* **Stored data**
_ _ _ _ _

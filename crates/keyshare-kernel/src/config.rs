//! Configuration loading from `~/.keyshare/config.toml` with defaults.

use keyshare_types::config::KeyShareConfig;
use std::path::{Path, PathBuf};
use tracing::info;

/// Load configuration from a TOML file, with defaults.
///
/// A missing, unreadable or unparsable file is not fatal: it is logged and
/// the defaults are used instead.
pub fn load_config(path: Option<&Path>) -> KeyShareConfig {
    let config_path = path
        .map(|p| p.to_path_buf())
        .unwrap_or_else(default_config_path);

    if config_path.exists() {
        match std::fs::read_to_string(&config_path) {
            Ok(contents) => match toml::from_str::<KeyShareConfig>(&contents) {
                Ok(config) => {
                    info!(path = %config_path.display(), "Loaded configuration");
                    return config;
                }
                Err(e) => {
                    tracing::warn!(
                        error = %e,
                        path = %config_path.display(),
                        "Failed to parse config, using defaults"
                    );
                }
            },
            Err(e) => {
                tracing::warn!(
                    error = %e,
                    path = %config_path.display(),
                    "Failed to read config file, using defaults"
                );
            }
        }
    } else {
        info!(
            path = %config_path.display(),
            "Config file not found, using defaults"
        );
    }

    KeyShareConfig::default()
}

/// Get the default config file path.
pub fn default_config_path() -> PathBuf {
    keyshare_home().join("config.toml")
}

/// Get the default KeyShare home directory.
pub fn keyshare_home() -> PathBuf {
    dirs::home_dir()
        .unwrap_or_else(std::env::temp_dir)
        .join(".keyshare")
}

#[cfg(test)]
mod tests {
    use super::*;
    use std::io::Write;

    #[test]
    fn test_load_config_missing_file() {
        let config = load_config(Some(Path::new("/nonexistent/config.toml")));
        assert_eq!(config.log_level, "info");
        assert_eq!(config.key_maintenance.matrix_size, 10);
    }

    #[test]
    fn test_load_config_from_file() {
        let dir = tempfile::tempdir().unwrap();
        let path = dir.path().join("config.toml");
        let mut f = std::fs::File::create(&path).unwrap();
        writeln!(
            f,
            r#"
            log_level = "debug"

            [network]
            bind_addr = "0.0.0.0:17000"

            [key_maintenance]
            matrix_size = 5
            master_key = "0123456789"
            max_keys = 3

            [agent]
            snapshot_path = "/var/lib/keyshare/mib.msgpack"
        "#
        )
        .unwrap();

        let config = load_config(Some(&path));
        assert_eq!(config.log_level, "debug");
        assert_eq!(config.network.bind_addr.port(), 17000);
        assert_eq!(config.key_maintenance.matrix_size, 5);
        assert_eq!(config.key_maintenance.max_keys, 3);
        assert_eq!(config.key_maintenance.key_ttl_secs, 3600);
        assert_eq!(
            config.agent.snapshot_path.as_deref(),
            Some(Path::new("/var/lib/keyshare/mib.msgpack"))
        );
    }

    #[test]
    fn test_invalid_config_falls_back_to_defaults() {
        let dir = tempfile::tempdir().unwrap();
        let path = dir.path().join("config.toml");
        std::fs::write(&path, "[key_maintenance]\nmatrix_size = \"ten\"\n").unwrap();
        let config = load_config(Some(&path));
        assert_eq!(config.key_maintenance.matrix_size, 10);
    }

    #[test]
    fn test_default_path_under_keyshare_home() {
        let path = default_config_path();
        assert!(path.ends_with(".keyshare/config.toml"));
    }
}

_ _ _ _ _

* **Description of the task**
Search the records line by line for the word "using" and copy every line where it appears.

* **Expected answer**
                        "Failed to parse config, using defaults"
                    "Failed to read config file, using defaults"
            "Config file not found, using defaults"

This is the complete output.